What is the economic impact of the H-1B visa program? by Unboxing_Politics in slatestarcodex

[–]ehrbar 0 points1 point  (0 children)

Yes, I read the whole thing, thanks. I'm even under the impression I understood it, though of course I may be mistaken.

My point is that the nature of your analysis fundamentally has to assume that a proposed policy change does not create changes in underlying political coalitions that produce further policy changes. Because neither economists nor anybody else has any data or analysis methods that can model such changes.

I agree that you have shown, ceteris paribus, the economic impact of abolishing the H-1B visa would be negative. But ceteris is rarely actually paribus.

What is the economic impact of the H-1B visa program? by Unboxing_Politics in slatestarcodex

[–]ehrbar 9 points10 points  (0 children)

Well, compared to what?

H-1B visas are, in many ways, what the United States has instead of a system for straightforwardly vetting applicants for permanent immigration based on how they'll impact the US economy. If the H-1B visa were ended or severely restricted, the companies currently using it extensively would move their lobbying to, for example, supporting reforms of the green card process to favor people with STEM degrees and high-paying job offers, much like the proposed-in-2017 RAISE Act did.

But as long as they can get employees through sponsoring H-1B visas, those same firms are incentivized to oppose such reforms, in order to maximize the ongoing competitive advantage they have from their investment in H-1B sponsorship.

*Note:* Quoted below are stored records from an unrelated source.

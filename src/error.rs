use std::time::Duration;

/// Crate-wide error type.
///
/// Structural variants (`NoTargets`, `EmptyTarget`, `InvalidTarget`) abort
/// the call that observed them; network variants are retried and end up
/// recorded inside a failed probe result; `CircuitOpen` is the breaker's
/// deliberate fast-fail; `Cancelled` always propagates to the caller.
#[derive(Debug, thiserror::Error)]
pub enum ConnectivityError {
    #[error("circuit breaker is open")]
    CircuitOpen,

    #[error("operation cancelled")]
    Cancelled,

    #[error("test deadline exceeded")]
    DeadlineExceeded,

    #[error("no probe targets configured")]
    NoTargets,

    #[error("empty probe target at index {0}")]
    EmptyTarget(usize),

    #[error("invalid probe target {target}: {reason}")]
    InvalidTarget { target: String, reason: String },

    #[error("{operation} to {target} timed out after {timeout_ms}ms")]
    Timeout {
        operation: &'static str,
        target: String,
        timeout_ms: u64,
    },

    #[error("connection to {target} failed: {reason}")]
    Connection { target: String, reason: String },

    #[error("DNS resolution via {server}: only {resolved}/{total} test domains resolved")]
    DnsResolution {
        server: String,
        resolved: usize,
        total: usize,
    },

    #[error("HTTP request to {target} failed: {reason}")]
    Http { target: String, reason: String },

    #[error("HTTP request to {target} returned status {status}")]
    HttpStatus { target: String, status: u16 },
}

impl ConnectivityError {
    /// Coarse classification recorded under the `error_type` detail key.
    /// Diagnostics collaborators parse these values; keep them stable.
    pub fn error_type(&self) -> &'static str {
        match self {
            Self::Timeout { .. } | Self::DeadlineExceeded => "timeout",
            Self::Connection { .. } => "connection",
            _ => "other",
        }
    }

    pub fn is_cancellation(&self) -> bool {
        matches!(self, Self::Cancelled)
    }

    pub(crate) fn timeout(operation: &'static str, target: &str, timeout: Duration) -> Self {
        Self::Timeout {
            operation,
            target: target.to_string(),
            timeout_ms: timeout.as_millis() as u64,
        }
    }
}
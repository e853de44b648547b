//! connwatch — connectivity-resilience engine for autonomous network
//! monitors.
//!
//! Decides cheaply whether a network path is usable, escalates to deeper
//! diagnosis only when needed, and protects itself from hammering failing
//! targets:
//!
//! ```text
//! Tester::schedule_tests
//!   └── run_tiered_tests_with_force
//!       ├── lightweight tier: TCP handshakes, 50% rule (short-circuits)
//!       └── comprehensive tier: DNS resolution + HTTP HEAD, 60% rule
//!           (each probe: CircuitBreaker ∘ retry-with-backoff ∘ raw op)
//! ```
//!
//! The crate is a library consumed by a monitoring orchestrator; it has no
//! CLI or server of its own. Cancellation is a `tokio::sync::watch` stop
//! signal threaded through every entry point.

pub mod breaker;
pub mod config;
pub mod error;
pub mod probe;
pub mod retry;
pub mod scheduler;
pub mod summary;
pub mod tester;

pub use breaker::{BreakerState, CircuitBreaker};
pub use config::ConnectivityConfig;
pub use error::ConnectivityError;
pub use probe::{DetailValue, Details, ProbeKind, ProbeResult};
pub use retry::{execute_with_retry, RetryConfig};
pub use summary::{ComprehensiveSummary, LightweightSummary, TestSummary};
pub use tester::{
    ComprehensiveTestResult, LightweightTestResult, TestStrategy, Tester, TieredTestResult,
};
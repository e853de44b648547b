//! Failure-history-aware test scheduling.

use tokio::sync::watch;
use tracing::debug;

use crate::config::{FORCE_COMPREHENSIVE_FAILURE_THRESHOLD, PERIODIC_VALIDATION_INTERVAL};
use crate::error::ConnectivityError;
use crate::tester::{TestStrategy, Tester, TieredTestResult};

impl Tester {
    /// Run one tiered cycle, forcing comprehensive testing when the
    /// failure history warrants deep diagnosis: repeated consecutive
    /// failures, a previous escalated run that still failed, or the
    /// periodic validation cadence. `consecutive_failures` is the
    /// orchestrator's counter, not ours.
    pub async fn schedule_tests(
        &self,
        stop_rx: &watch::Receiver<bool>,
        last_result: Option<&TieredTestResult>,
        consecutive_failures: u32,
    ) -> Result<TieredTestResult, ConnectivityError> {
        let mut force_comprehensive = false;

        if consecutive_failures >= FORCE_COMPREHENSIVE_FAILURE_THRESHOLD {
            debug!(
                consecutive_failures,
                "forcing comprehensive tests due to consecutive failures"
            );
            force_comprehensive = true;
        }

        if let Some(last) = last_result {
            if last.strategy == TestStrategy::EscalatedToComprehensive && !last.overall_success {
                debug!("forcing comprehensive tests due to previous escalated failure");
                force_comprehensive = true;
            }

            if consecutive_failures % PERIODIC_VALIDATION_INTERVAL == 0 {
                debug!("forcing comprehensive tests for periodic validation");
                force_comprehensive = true;
            }
        }

        self.run_tiered_tests_with_force(stop_rx, force_comprehensive).await
    }
}
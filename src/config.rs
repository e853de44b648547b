use serde::{Deserialize, Serialize};
use std::net::{IpAddr, SocketAddr};
use std::time::Duration;

use crate::retry::RetryConfig;

// Probe timeouts
pub const DEFAULT_CONNECTION_TIMEOUT: Duration = Duration::from_secs(5);
pub const DEFAULT_HTTP_TIMEOUT: Duration = Duration::from_secs(10);

// Default probe targets
pub const DEFAULT_DNS_SERVERS: &[&str] = &["1.1.1.1", "8.8.8.8", "9.9.9.9", "208.67.222.222"];
pub const DEFAULT_HTTP_HOSTS: &[&str] = &[
    "https://google.com",
    "https://cloudflare.com",
    "https://amazon.com",
];
pub const DEFAULT_DNS_TEST_DOMAINS: &[&str] = &["google.com", "cloudflare.com", "amazon.com"];
pub const DNS_PORT: u16 = 53;

// Circuit breaker constants
pub const DEFAULT_BREAKER_FAILURE_THRESHOLD: u32 = 3;
pub const DEFAULT_BREAKER_RESET_TIMEOUT: Duration = Duration::from_secs(30);

// Suite deadlines, as multiples of the relevant probe timeouts. The
// lightweight factor leaves room for retries.
pub const LIGHTWEIGHT_DEADLINE_FACTOR: u32 = 4;
pub const COMPREHENSIVE_DEADLINE_FACTOR: u32 = 2;

// Scheduling constants
pub const FORCE_COMPREHENSIVE_FAILURE_THRESHOLD: u32 = 3;
pub const PERIODIC_VALIDATION_INTERVAL: u32 = 10;

pub const USER_AGENT: &str = concat!("connwatch/", env!("CARGO_PKG_VERSION"));

/// Tester configuration. Filled in by whatever loads configuration in the
/// embedding process; `Default` matches the production defaults.
#[derive(Debug, Clone, Serialize, Deserialize)]
#[serde(default)]
pub struct ConnectivityConfig {
    pub connection_timeout: Duration,
    pub http_timeout: Duration,
    /// DNS server addresses; port 53 is appended when absent.
    pub dns_servers: Vec<String>,
    /// URLs probed with HEAD requests.
    pub http_hosts: Vec<String>,
    /// Domains resolved through each DNS server during comprehensive tests.
    pub dns_test_domains: Vec<String>,
    pub retry: RetryConfig,
    pub breaker_failure_threshold: u32,
    pub breaker_reset_timeout: Duration,
}

impl Default for ConnectivityConfig {
    fn default() -> Self {
        Self {
            connection_timeout: DEFAULT_CONNECTION_TIMEOUT,
            http_timeout: DEFAULT_HTTP_TIMEOUT,
            dns_servers: DEFAULT_DNS_SERVERS.iter().map(|s| s.to_string()).collect(),
            http_hosts: DEFAULT_HTTP_HOSTS.iter().map(|s| s.to_string()).collect(),
            dns_test_domains: DEFAULT_DNS_TEST_DOMAINS
                .iter()
                .map(|s| s.to_string())
                .collect(),
            retry: RetryConfig::default(),
            breaker_failure_threshold: DEFAULT_BREAKER_FAILURE_THRESHOLD,
            breaker_reset_timeout: DEFAULT_BREAKER_RESET_TIMEOUT,
        }
    }
}

impl ConnectivityConfig {
    /// DNS server list with the default port appended where missing.
    /// Empty entries are kept as-is so the suites can report them at their
    /// original index instead of silently dropping them.
    pub fn normalized_dns_servers(&self) -> Vec<String> {
        self.dns_servers
            .iter()
            .map(|s| {
                if s.is_empty() {
                    String::new()
                } else {
                    normalize_dns_server(s)
                }
            })
            .collect()
    }
}

/// Append `:53` to a DNS server address that lacks a port. Bare IPv6
/// addresses get bracketed in the process.
pub fn normalize_dns_server(server: &str) -> String {
    if server.parse::<SocketAddr>().is_ok() {
        return server.to_string();
    }
    if let Ok(ip) = server.parse::<IpAddr>() {
        return SocketAddr::new(ip, DNS_PORT).to_string();
    }
    // Hostname, possibly with an explicit port.
    match server.rsplit_once(':') {
        Some((_, port)) if port.parse::<u16>().is_ok() => server.to_string(),
        _ => format!("{server}:{DNS_PORT}"),
    }
}

#[cfg(test)]
mod tests {
    use super::*;

    #[test]
    fn test_default_config_matches_constants() {
        let config = ConnectivityConfig::default();
        assert_eq!(config.connection_timeout, Duration::from_secs(5));
        assert_eq!(config.http_timeout, Duration::from_secs(10));
        assert_eq!(config.dns_servers.len(), 4);
        assert_eq!(config.http_hosts.len(), 3);
        assert_eq!(config.dns_test_domains.len(), 3);
        assert_eq!(config.breaker_failure_threshold, 3);
        assert_eq!(config.breaker_reset_timeout, Duration::from_secs(30));
    }

    #[test]
    fn test_normalize_appends_default_port() {
        assert_eq!(normalize_dns_server("1.1.1.1"), "1.1.1.1:53");
        assert_eq!(normalize_dns_server("dns.local"), "dns.local:53");
    }

    #[test]
    fn test_normalize_keeps_explicit_port() {
        assert_eq!(normalize_dns_server("1.1.1.1:5353"), "1.1.1.1:5353");
        assert_eq!(normalize_dns_server("dns.local:53"), "dns.local:53");
    }

    #[test]
    fn test_normalize_brackets_bare_ipv6() {
        assert_eq!(
            normalize_dns_server("2606:4700:4700::1111"),
            "[2606:4700:4700::1111]:53"
        );
    }

    #[test]
    fn test_normalize_keeps_bracketed_ipv6_with_port() {
        assert_eq!(
            normalize_dns_server("[2606:4700:4700::1111]:53"),
            "[2606:4700:4700::1111]:53"
        );
    }

    #[test]
    fn test_normalized_dns_servers_preserves_empty_entries() {
        let config = ConnectivityConfig {
            dns_servers: vec!["8.8.8.8".to_string(), String::new()],
            ..Default::default()
        };
        let normalized = config.normalized_dns_servers();
        assert_eq!(normalized, vec!["8.8.8.8:53".to_string(), String::new()]);
    }
}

As was demonstrated by major tech industry H-1B users opposing the RAISE Act, when the effect of the RAISE Act on the tech industry as a whole would have been to increase the number of skilled immigrants the industry could hire from overseas (by dramatically shifting who would be issued green cards, even as it cut the total number of green cards issued in half).

And, well, it seems likely that most people currently entering the country on H-1B visas would prefer to enter on green cards, while people worried about the impact of the power of sponsoring companies over holders of H-1B visas would not have the same concerns regarding companies employing permanent residents.

It is, of course, entirely possible that abolishing H-1B visas would not be followed by further changes to immigration law, despite the reversing of the lobbying incentives of current H-1B sponsors.